Discussions regarding customs tariffs and geopolitical tensions were the main focus in the first six months of the year on the financial markets. Where are the markets headed in the second half of 2025?

In our Funds check series, fund managers from selected funds look back on the past year's performance and give their assessment of what we can expect for the rest of the year. (Please note that forecasts are no reliable indicator of future performance and that investing in securities involves risks as well as opportunities.)

Summary

  • ERSTE STOCK QUALITY outperformed the overall market in the first half of 2025.
  • The fund pursues a consistent quality strategy that focuses on companies with robust business models, stable earnings prospects, and solid balance sheet structures.
  • The earnings estimates – particularly for US companies – have remained robust, and the investment momentum in the technology sector is unabated.
  • If the macroeconomic picture were to deteriorate – for example, due to new protectionist measures, geopolitical tensions, or an unclear interest rate outlook – we would expect quality companies to be able to withstand these headwinds relatively well.

Fund manager Wilhelm Spitaler
(c) Stephan Huger

Fund & Performance

ERSTE STOCK QUALITY is an equity fund which invests in selected companies worldwide. The fund’s investment process is based on a quantitative pre-selection as well as an analysis of hereby identified companies according to fundamental and technical aspects. The stock selection is conducted with focus on quality companies which are rated at least with an average rating of “A-“ and tend to offer a high market capitalization.

Note: Please note that an investment in securities entails risks in addition to the opportunities described. Past performance is not a reliable indicator of future performance.

Performance since start of the fund (15.9.2020). The performance is calculated in accordance with the OeKB method. The management fee as well as any performance-related remuneration is already included. The issue premium which might be applicable on purchase and as well as any individual transaction specific costs or ongoing costs that reduce earnings (e.g. account- and deposit fees) have not been taken into account in this presentation.

Commentary by fund manager Wilhelm Spitaler

How did the fund perform in the first half of 2025?

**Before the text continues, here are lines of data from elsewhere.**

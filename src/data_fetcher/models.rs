use chrono::{DateTime, Datelike, Utc};
use serde::{Deserialize, Serialize};
use tracing::warn;

/// One remote tournament, flattened from the API resource shape.
///
/// Constructed once per API item, filtered by year, then either written
/// as one CSV row or discarded. Never mutated after construction.
#[derive(Debug, Clone, PartialEq, Serialize, Deserialize)]
pub struct TournamentRecord {
    pub id: String,
    pub name: String,
    pub url: String,
    pub state: String,
    pub participants_count: u32,
    pub started_at: Option<DateTime<Utc>>,
    pub created_at: DateTime<Utc>,
}

impl TournamentRecord {
    /// Flattens one API resource into a record.
    ///
    /// Timestamps may live at the top of `attributes` or nested under
    /// `attributes.timestamps`; the participant count falls back to the
    /// participants relationship when the attribute is absent. Returns
    /// `None` (with a warning) for resources without a usable creation
    /// timestamp, mirroring how undated entries can never match a year
    /// filter anyway.
    pub fn from_resource(resource: TournamentResource) -> Option<Self> {
        let TournamentResource {
            id,
            attributes,
            relationships,
        } = resource;

        let timestamps = attributes.timestamps.unwrap_or_default();
        let created_raw = attributes.created_at.or(timestamps.created_at);
        let started_raw = attributes
            .started_at
            .or(attributes.starts_at)
            .or(timestamps.started_at)
            .or(timestamps.starts_at);

        let Some(created_at) = created_raw.as_deref().and_then(parse_datetime) else {
            warn!("Skipping tournament {id}: no parseable creation timestamp");
            return None;
        };
        let started_at = started_raw.as_deref().and_then(parse_datetime);

        let participants_count = attributes
            .participants_count
            .or_else(|| participants_count_from_relationships(relationships.as_ref()))
            .unwrap_or(0);

        Some(TournamentRecord {
            id,
            name: attributes.name.unwrap_or_default(),
            url: attributes
                .full_challonge_url
                .or(attributes.url)
                .unwrap_or_default(),
            state: attributes.state.unwrap_or_default(),
            participants_count,
            started_at,
            created_at,
        })
    }

    /// The date used for year filtering: start time, falling back to
    /// creation time.
    pub fn effective_date(&self) -> DateTime<Utc> {
        self.started_at.unwrap_or(self.created_at)
    }

    /// Whether the effective date falls in the given calendar year.
    pub fn is_in_year(&self, year: i32) -> bool {
        self.effective_date().year() == year
    }
}

/// Parses an RFC 3339 / ISO-8601 timestamp, returning `None` on failure.
fn parse_datetime(raw: &str) -> Option<DateTime<Utc>> {
    match DateTime::parse_from_rfc3339(raw) {
        Ok(parsed) => Some(parsed.with_timezone(&Utc)),
        Err(e) => {
            warn!("Unparseable timestamp '{raw}': {e}");
            None
        }
    }
}

fn participants_count_from_relationships(relationships: Option<&Relationships>) -> Option<u32> {
    let participants = relationships?.participants.as_ref()?;
    participants
        .count
        .or_else(|| participants.meta.as_ref().and_then(|meta| meta.count))
        .or_else(|| {
            participants
                .links
                .as_ref()
                .and_then(|links| links.meta.as_ref())
                .and_then(|meta| meta.count)
        })
}

/// One page of the tournament index endpoint (JSON:API document).
#[derive(Debug, Clone, Deserialize)]
pub struct TournamentIndexResponse {
    #[serde(default)]
    pub data: Vec<TournamentResource>,
    #[serde(default)]
    pub meta: Option<PageMeta>,
    #[serde(default)]
    pub links: Option<PageLinks>,
}

/// One `data` item: id plus nested attributes and relationships.
#[derive(Debug, Clone, Deserialize)]
pub struct TournamentResource {
    pub id: String,
    #[serde(default)]
    pub attributes: TournamentAttributes,
    #[serde(default)]
    pub relationships: Option<Relationships>,
}

#[derive(Debug, Clone, Default, Deserialize)]
pub struct TournamentAttributes {
    #[serde(default)]
    pub name: Option<String>,
    #[serde(default)]
    pub url: Option<String>,
    #[serde(default)]
    pub full_challonge_url: Option<String>,
    #[serde(default)]
    pub state: Option<String>,
    #[serde(default)]
    pub participants_count: Option<u32>,
    #[serde(default)]
    pub created_at: Option<String>,
    #[serde(default)]
    pub started_at: Option<String>,
    #[serde(default)]
    pub starts_at: Option<String>,
    #[serde(default)]
    pub timestamps: Option<Timestamps>,
}

/// Nested timestamp block some API responses carry instead of top-level
/// timestamp attributes.
#[derive(Debug, Clone, Default, Deserialize)]
pub struct Timestamps {
    #[serde(default)]
    pub created_at: Option<String>,
    #[serde(default)]
    pub started_at: Option<String>,
    #[serde(default)]
    pub starts_at: Option<String>,
    #[serde(default)]
    pub completed_at: Option<String>,
}

#[derive(Debug, Clone, Default, Deserialize)]
pub struct Relationships {
    #[serde(default)]
    pub participants: Option<ParticipantsRelationship>,
}

#[derive(Debug, Clone, Default, Deserialize)]
pub struct ParticipantsRelationship {
    #[serde(default)]
    pub count: Option<u32>,
    #[serde(default)]
    pub meta: Option<CountMeta>,
    #[serde(default)]
    pub links: Option<ParticipantsLinks>,
}

#[derive(Debug, Clone, Default, Deserialize)]
pub struct ParticipantsLinks {
    #[serde(default)]
    pub meta: Option<CountMeta>,
}

#[derive(Debug, Clone, Default, Deserialize)]
pub struct CountMeta {
    #[serde(default)]
    pub count: Option<u32>,
}

/// Pagination counters of the index response.
#[derive(Debug, Clone, Default, Deserialize)]
pub struct PageMeta {
    #[serde(default)]
    pub current_page: Option<u32>,
    #[serde(default)]
    pub next_page: Option<u32>,
    #[serde(default)]
    pub total_pages: Option<u32>,
}

#[derive(Debug, Clone, Default, Deserialize)]
pub struct PageLinks {
    #[serde(default)]
    pub next: Option<String>,
}

/// Response of the OAuth client-credentials exchange.
#[derive(Debug, Clone, Deserialize)]
pub struct TokenResponse {
    #[serde(default)]
    pub access_token: Option<String>,
}

#[cfg(test)]
mod tests {
    use super::*;
    use chrono::TimeZone;

    fn resource_from_json(json: &str) -> TournamentResource {
        serde_json::from_str(json).unwrap()
    }

    #[test]
    fn test_from_resource_full_attributes() {
        let resource = resource_from_json(
            r#"{
                "id": "tour-1",
                "type": "tournament",
                "attributes": {
                    "name": "Winter Open",
                    "url": "winter-open",
                    "full_challonge_url": "https://fabco.challonge.com/winter-open",
                    "state": "complete",
                    "participants_count": 16,
                    "created_at": "2024-01-10T12:00:00Z",
                    "started_at": "2024-01-15T18:30:00Z"
                }
            }"#,
        );

        let record = TournamentRecord::from_resource(resource).unwrap();
        assert_eq!(record.id, "tour-1");
        assert_eq!(record.name, "Winter Open");
        assert_eq!(record.url, "https://fabco.challonge.com/winter-open");
        assert_eq!(record.state, "complete");
        assert_eq!(record.participants_count, 16);
        assert_eq!(
            record.created_at,
            Utc.with_ymd_and_hms(2024, 1, 10, 12, 0, 0).unwrap()
        );
        assert_eq!(
            record.started_at,
            Some(Utc.with_ymd_and_hms(2024, 1, 15, 18, 30, 0).unwrap())
        );
    }

    #[test]
    fn test_from_resource_nested_timestamps() {
        let resource = resource_from_json(
            r#"{
                "id": "tour-2",
                "attributes": {
                    "name": "Spring Cup",
                    "state": "pending",
                    "timestamps": {
                        "created_at": "2023-03-01T09:00:00Z",
                        "starts_at": "2023-04-01T10:00:00Z"
                    }
                }
            }"#,
        );

        let record = TournamentRecord::from_resource(resource).unwrap();
        assert_eq!(
            record.created_at,
            Utc.with_ymd_and_hms(2023, 3, 1, 9, 0, 0).unwrap()
        );
        assert_eq!(
            record.started_at,
            Some(Utc.with_ymd_and_hms(2023, 4, 1, 10, 0, 0).unwrap())
        );
    }

    #[test]
    fn test_from_resource_top_level_timestamp_wins() {
        let resource = resource_from_json(
            r#"{
                "id": "tour-3",
                "attributes": {
                    "created_at": "2024-06-01T00:00:00Z",
                    "timestamps": { "created_at": "2020-01-01T00:00:00Z" }
                }
            }"#,
        );

        let record = TournamentRecord::from_resource(resource).unwrap();
        assert_eq!(record.created_at.year(), 2024);
    }

    #[test]
    fn test_from_resource_participants_count_from_relationships() {
        let resource = resource_from_json(
            r#"{
                "id": "tour-4",
                "attributes": { "created_at": "2024-02-01T00:00:00Z" },
                "relationships": {
                    "participants": { "meta": { "count": 12 } }
                }
            }"#,
        );
        assert_eq!(
            TournamentRecord::from_resource(resource)
                .unwrap()
                .participants_count,
            12
        );

        let resource = resource_from_json(
            r#"{
                "id": "tour-5",
                "attributes": { "created_at": "2024-02-01T00:00:00Z" },
                "relationships": {
                    "participants": { "links": { "meta": { "count": 7 } } }
                }
            }"#,
        );
        assert_eq!(
            TournamentRecord::from_resource(resource)
                .unwrap()
                .participants_count,
            7
        );
    }

    #[test]
    fn test_from_resource_missing_created_at_is_skipped() {
        let resource = resource_from_json(
            r#"{ "id": "tour-6", "attributes": { "name": "Undated" } }"#,
        );
        assert!(TournamentRecord::from_resource(resource).is_none());
    }

    #[test]
    fn test_from_resource_unparseable_created_at_is_skipped() {
        let resource = resource_from_json(
            r#"{ "id": "tour-7", "attributes": { "created_at": "not-a-date" } }"#,
        );
        assert!(TournamentRecord::from_resource(resource).is_none());
    }

    #[test]
    fn test_from_resource_url_falls_back_to_slug() {
        let resource = resource_from_json(
            r#"{
                "id": "tour-8",
                "attributes": {
                    "url": "slug-only",
                    "created_at": "2024-02-01T00:00:00Z"
                }
            }"#,
        );
        assert_eq!(
            TournamentRecord::from_resource(resource).unwrap().url,
            "slug-only"
        );
    }

    #[test]
    fn test_effective_date_falls_back_to_created_at() {
        let created = Utc.with_ymd_and_hms(2023, 12, 31, 23, 0, 0).unwrap();
        let record = TournamentRecord {
            id: "t".to_string(),
            name: String::new(),
            url: String::new(),
            state: String::new(),
            participants_count: 0,
            started_at: None,
            created_at: created,
        };
        assert_eq!(record.effective_date(), created);
        assert!(record.is_in_year(2023));
        assert!(!record.is_in_year(2024));

        let started = Utc.with_ymd_and_hms(2024, 1, 1, 1, 0, 0).unwrap();
        let record = TournamentRecord {
            started_at: Some(started),
            ..record
        };
        assert_eq!(record.effective_date(), started);
        assert!(record.is_in_year(2024));
        assert!(!record.is_in_year(2023));
    }

    #[test]
    fn test_parse_datetime_with_offset() {
        let parsed = parse_datetime("2024-03-09T18:30:00.000-06:00").unwrap();
        assert_eq!(parsed, Utc.with_ymd_and_hms(2024, 3, 10, 0, 30, 0).unwrap());
    }

    #[test]
    fn test_index_response_tolerates_missing_sections() {
        let response: TournamentIndexResponse = serde_json::from_str(r#"{ "data": [] }"#).unwrap();
        assert!(response.data.is_empty());
        assert!(response.meta.is_none());
        assert!(response.links.is_none());
    }
}
use chrono::{Datelike, Local};

use crate::cli::Args;
use crate::constants::{self, env_vars};
use crate::error::AppError;

pub mod env_file;
pub mod validation;

use env_file::EnvFile;
use validation::validate_config;

/// Credential resolved for the API, passed explicitly into the fetcher.
///
/// A direct bearer token (OAuth access token or a v1 API key) can be
/// used as-is; a client-credentials pair still needs to be exchanged for
/// a token at the OAuth endpoint before the first API call.
#[derive(Debug, Clone, PartialEq, Eq)]
pub enum Credentials {
    Token(String),
    ClientCredentials {
        client_id: String,
        client_secret: String,
    },
}

/// Resolved run configuration, consumed once by the pipeline.
#[derive(Debug, Clone)]
pub struct Config {
    /// Community subdomain, used for the default output file name.
    pub community: String,
    /// Community identifier used in the tournament index URL.
    pub community_id: String,
    /// Year the export is filtered by.
    pub year: i32,
    /// Destination CSV path.
    pub output_path: String,
    /// API base URL. Overridable via CHALLONGE_API_BASE_URL.
    pub api_base_url: String,
    /// OAuth token endpoint. Overridable via CHALLONGE_OAUTH_TOKEN_URL.
    pub oauth_token_url: String,
    /// HTTP timeout in seconds for API requests.
    pub http_timeout_seconds: u64,
    /// Credential for the API.
    pub credentials: Credentials,
}

impl Config {
    /// Resolves the run configuration from CLI arguments, the process
    /// environment, and the env file named by `--env-file`.
    ///
    /// Precedence for every value is flag, then environment, then env
    /// file. No network call happens here; a client-credentials pair is
    /// carried as-is and exchanged later by the fetcher.
    ///
    /// # Errors
    /// * `AppError::Config` - no credential is resolvable from any source,
    ///   or a resolved value fails validation
    pub fn resolve(args: &Args) -> Result<Self, AppError> {
        let env_file = EnvFile::load(&args.env_file);
        let lookup = |key: &str| {
            std::env::var(key)
                .ok()
                .filter(|value| !value.is_empty())
                .or_else(|| env_file.get(key).map(str::to_string))
        };

        let credentials = resolve_credentials(args, &lookup)?;

        let community = args.community.clone();
        let community_id = args
            .community_id
            .clone()
            .or_else(|| lookup(env_vars::COMMUNITY_ID))
            .unwrap_or_else(|| community.clone());

        let year = args.year.unwrap_or_else(current_year);
        let output_path = args
            .output
            .clone()
            .unwrap_or_else(|| default_output_path(&community, year));

        let api_base_url = lookup(env_vars::API_BASE_URL)
            .unwrap_or_else(|| constants::API_BASE_URL.to_string());
        let oauth_token_url = lookup(env_vars::OAUTH_TOKEN_URL)
            .unwrap_or_else(|| constants::OAUTH_TOKEN_URL.to_string());
        let http_timeout_seconds = lookup(env_vars::HTTP_TIMEOUT)
            .and_then(|value| value.parse::<u64>().ok())
            .unwrap_or(constants::DEFAULT_HTTP_TIMEOUT_SECONDS);

        validate_config(&community, &community_id, &output_path, &api_base_url)?;

        Ok(Config {
            community,
            community_id,
            year,
            output_path,
            api_base_url,
            oauth_token_url,
            http_timeout_seconds,
            credentials,
        })
    }
}

/// Default output file name for a community and year,
/// `tournaments_<community>_<year>.csv`.
pub fn default_output_path(community: &str, year: i32) -> String {
    format!("tournaments_{community}_{year}.csv")
}

fn current_year() -> i32 {
    Local::now().year()
}

/// Resolves the API credential in priority order: direct access token
/// (flag, then environment/env file), OAuth client-credentials pair,
/// then a plain API key.
fn resolve_credentials(
    args: &Args,
    lookup: &impl Fn(&str) -> Option<String>,
) -> Result<Credentials, AppError> {
    if let Some(token) = args
        .access_token
        .clone()
        .filter(|token| !token.is_empty())
        .or_else(|| lookup(env_vars::ACCESS_TOKEN))
    {
        return Ok(Credentials::Token(token));
    }

    let client_id = args
        .client_id
        .clone()
        .filter(|id| !id.is_empty())
        .or_else(|| lookup(env_vars::CLIENT_ID));
    let client_secret = args
        .client_secret
        .clone()
        .filter(|secret| !secret.is_empty())
        .or_else(|| lookup(env_vars::CLIENT_SECRET));
    if let (Some(client_id), Some(client_secret)) = (client_id, client_secret) {
        return Ok(Credentials::ClientCredentials {
            client_id,
            client_secret,
        });
    }

    if let Some(api_key) = lookup(env_vars::API_KEY) {
        return Ok(Credentials::Token(api_key));
    }

    Err(AppError::config_error(
        "No Challonge credential found. Provide --access-token, CHALLONGE_ACCESS_TOKEN, \
         a client-credentials pair, or CHALLONGE_API_KEY via the environment or the env file.",
    ))
}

ERSTE STOCK QUALITY outperformed the overall market in the first half of 2025. This positive performance was primarily due to the consistent allocation to equities with above-average quality indicators – in particular companies with rising earnings expectations, stable balance sheets, and a sustainable return on capital. The market environment during the reporting period was one of pronounced volatility, triggered by erratic political signals and market-moving announcements by US President Donald Trump. Events such as the so-called “Liberation Day” led to massive losses in the short term. However, as the period progressed, the markets showed increasing resilience to political disruptions, which facilitated a partial recovery. At the same time, we saw considerable fluctuations in the interest rate environment, while the US dollar depreciated significantly – both factors that would typically act as headwinds for quality and technology shares. This collection of parameters notwithstanding, the fund managed to achieve a relatively good performance.

 

What were the fund’s main areas of focus in the first half of 2025?

ERSTE STOCK QUALITY pursues a consistent quality strategy that focuses on companies with robust business models, stable earnings prospects, and solid balance sheet structures. The portfolio is constructed in a focused and balanced manner, with selective investments in 25 shares that offer above-average return potential from a fundamental perspective over the medium to long term.

In line with its previous allocation policy, the investment focus in the reporting period was primarily on US shares from the technology sector. In addition, we made substantial allocations to the industrial and financial sectors. This positioning proved particularly advantageous in the second quarter, as the fund was able to benefit disproportionately from the cyclical market recovery.

 

What are the expectations of your fund management team with regard to global economic development and trends, among other things, for the second half?

We expect volatility and uncertainty to remain key market drivers for the rest of the year. The medium-term impact of the newly aligned US tariff policy is currently difficult to quantify, particularly against the backdrop of potentially far-reaching measures such as the so-called “Big Beautiful Bill”, which will make planning even more difficult for companies and investors. At the same time, the fundamental environment remains supportive: earnings estimates – especially for US companies – remain robust, and the investment momentum in the technology sector is unbroken.

Innovations in areas such as artificial intelligence, semiconductors, and automation are providing structural tailwinds. Overall, this results in a neutral to slightly positive market outlook. However, we expect this to be repeatedly overshadowed by short-term fluctuations and political disruptions. Selective stock-picking therefore remains essential.

 

What are your priorities in the fund, based on your expectations?

We will remain committed to our quality strategy in the second half of the year. In a market environment increasingly characterised by political and economic uncertainty and heightened volatility, we continue to believe that high-quality companies with solid balance sheets and resilient business models offer the best foundation for stable performance.

Should the macroeconomic picture deteriorate – for example, due to new protectionist measures, geopolitical tensions or an unclear interest rate outlook – we would expect quality companies to be able to withstand these headwinds relatively well. At the same time, we are well positioned for a constructive scenario: our strategically high weighting in the IT sector offers substantial upside potential should market sentiment continue to improve.

 

Please note: investing in securities involves risks as well as opportunities.